Corporate

Sky TV profit plummets after $300m spend-up

Sky Network Television has reported a 78 percent fall in its half year profit, as it strengthens its commitment to sport content, sponsorship deals and invests in new technology.

The company's net profit for the six months ended December was $11.7 million, as costs ballooned 7 percent to $295m.

Revenue fell 4.5 percent to $385m in line in with an earlier warning, although the rate at which it lost satellite customers slowed.

Sky chief executive Martin Stewart said the result reflected the business's transformation.

"In the last year Sky has undergone significant change to reposition for growth in an increasingly competitive market," Stewart said.

"Many of the one-off costs we report today are a consequence of these changes, and we will continue to maintain the balance between careful control of costs and new investment to position Sky for future growth."

Sky's spend up included renewing the rights to broadcast the SANZAAR rugby competition, among other sports rights, which had become more expensive amid fresh competition from the telecommunications company Spark.

Sky launched a new sport streaming service and revamped its sports channels, bought a Dublin based broadcaster RugbyPass for $US40m and the content streaming platform Lightbox from Spark, as well as the naming rights for Wellington's stadium.

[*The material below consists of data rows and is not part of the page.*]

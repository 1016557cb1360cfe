//! The one-shot migration from the legacy snapshot into relational storage.
//!
//! The procedure runs three steps in order:
//!
//! 1. Read the legacy snapshot. An empty or missing snapshot ends the migration successfully
//!    without touching either store.
//! 2. Insert every record into the destination with `Storage::add`. Legacy ids are dropped and
//!    the destination assigns fresh ones. The first failure aborts the migration; rows inserted
//!    before it stay committed.
//! 3. Rename the snapshot to its backup filename.
//!
//! Nothing spans both stores transactionally. If the process dies between steps 2 and 3 the
//! snapshot is still in place and a rerun inserts its records a second time.

use crate::backup::{Archived, Backup, BackupExists};
use crate::config::StorageConfig;
use crate::db::{self, Storage};
use crate::error::{Error, ErrorType, IntoResult};
use crate::legacy::LegacyStore;
use crate::model::Expense;
use crate::Result;
use anyhow::Context;
use serde::Serialize;
use std::path::PathBuf;
use tracing::{debug, info, warn};

/// What a migration run did.
#[derive(Debug, Clone, Eq, PartialEq, Serialize)]
#[serde(rename_all = "snake_case")]
pub enum Migration {
    /// The legacy snapshot was empty or absent.
    NothingToMigrate,
    /// `count` records were inserted. `backup` is where the snapshot went, `None` if it had
    /// already disappeared by the time it was to be archived.
    Migrated {
        count: usize,
        backup: Option<PathBuf>,
    },
}

/// Runs the migration from `legacy` into the backend described by `destination`, archiving the
/// snapshot with `backup`. The destination is only opened once there is something to migrate.
///
/// # Errors
/// - `ErrorType::Snapshot` if the snapshot exists but cannot be read.
/// - `ErrorType::MigrationConflict` if the backup file already exists. This is checked before
///   any record is transferred and again right before the rename.
/// - `ErrorType::Storage` if the destination cannot be opened or an insert fails.
pub async fn run(
    legacy: &LegacyStore,
    backup: &Backup,
    destination: &StorageConfig,
) -> Result<Migration> {
    // Step 1: read
    let expenses = legacy.load().await.pub_result(ErrorType::Snapshot)?;
    if expenses.is_empty() {
        debug!("Legacy snapshot {} is empty", legacy.path().display());
        return Ok(Migration::NothingToMigrate);
    }

    // Refuse early so that a conflict cannot be discovered after the rows are already in.
    backup.check_destination().await.map_err(classify)?;

    let storage = db::open(destination)
        .await
        .pub_result(ErrorType::Storage)?;
    let migrated = migrate_into(legacy, &expenses, storage.as_ref(), backup).await;
    storage.close().await;
    migrated
}

/// Steps 2 and 3 against an already opened `storage`.
pub(crate) async fn migrate_into(
    legacy: &LegacyStore,
    expenses: &[Expense],
    storage: &dyn Storage,
    backup: &Backup,
) -> Result<Migration> {
    // Step 2: transfer
    let total = expenses.len();
    for (ix, expense) in expenses.iter().enumerate() {
        storage
            .add(expense.amount(), expense.description())
            .await
            .with_context(|| {
                format!(
                    "Migration aborted at legacy record {} ({} of {total}); {ix} records were \
                    already migrated",
                    expense.id(),
                    ix + 1
                )
            })
            .pub_result(ErrorType::Storage)?;
    }
    debug!("Transferred {total} legacy records");

    // Step 3: archive
    let archived = backup.archive().await.map_err(classify)?;
    let backup_path = match archived {
        Archived::Moved(path) => Some(path),
        Archived::Missing => {
            warn!(
                "The legacy snapshot {} disappeared before it could be archived",
                legacy.path().display()
            );
            None
        }
    };

    info!(
        "Migrated {total} legacy records from {}",
        legacy.path().display()
    );
    Ok(Migration::Migrated {
        count: total,
        backup: backup_path,
    })
}

/// Archival failures are conflicts when the backup exists, plain snapshot errors otherwise.
fn classify(e: anyhow::Error) -> Error {
    if e.downcast_ref::<BackupExists>().is_some() {
        Error::new(ErrorType::MigrationConflict, e)
    } else {
        Error::new(ErrorType::Snapshot, e)
    }
}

Sky posted a net loss of $607.8 million in the year to June 2019, after significant write-offs in the value of some assets and a decision to scrap a technology project.

Its subscriber numbers had surged 74 percent in the period to 795,000 and it was targeting one million customers by 2021.

It reconfirmed its full year guidance of of revenue between $750m and $770m, and underlying earnings between $170m and $190m.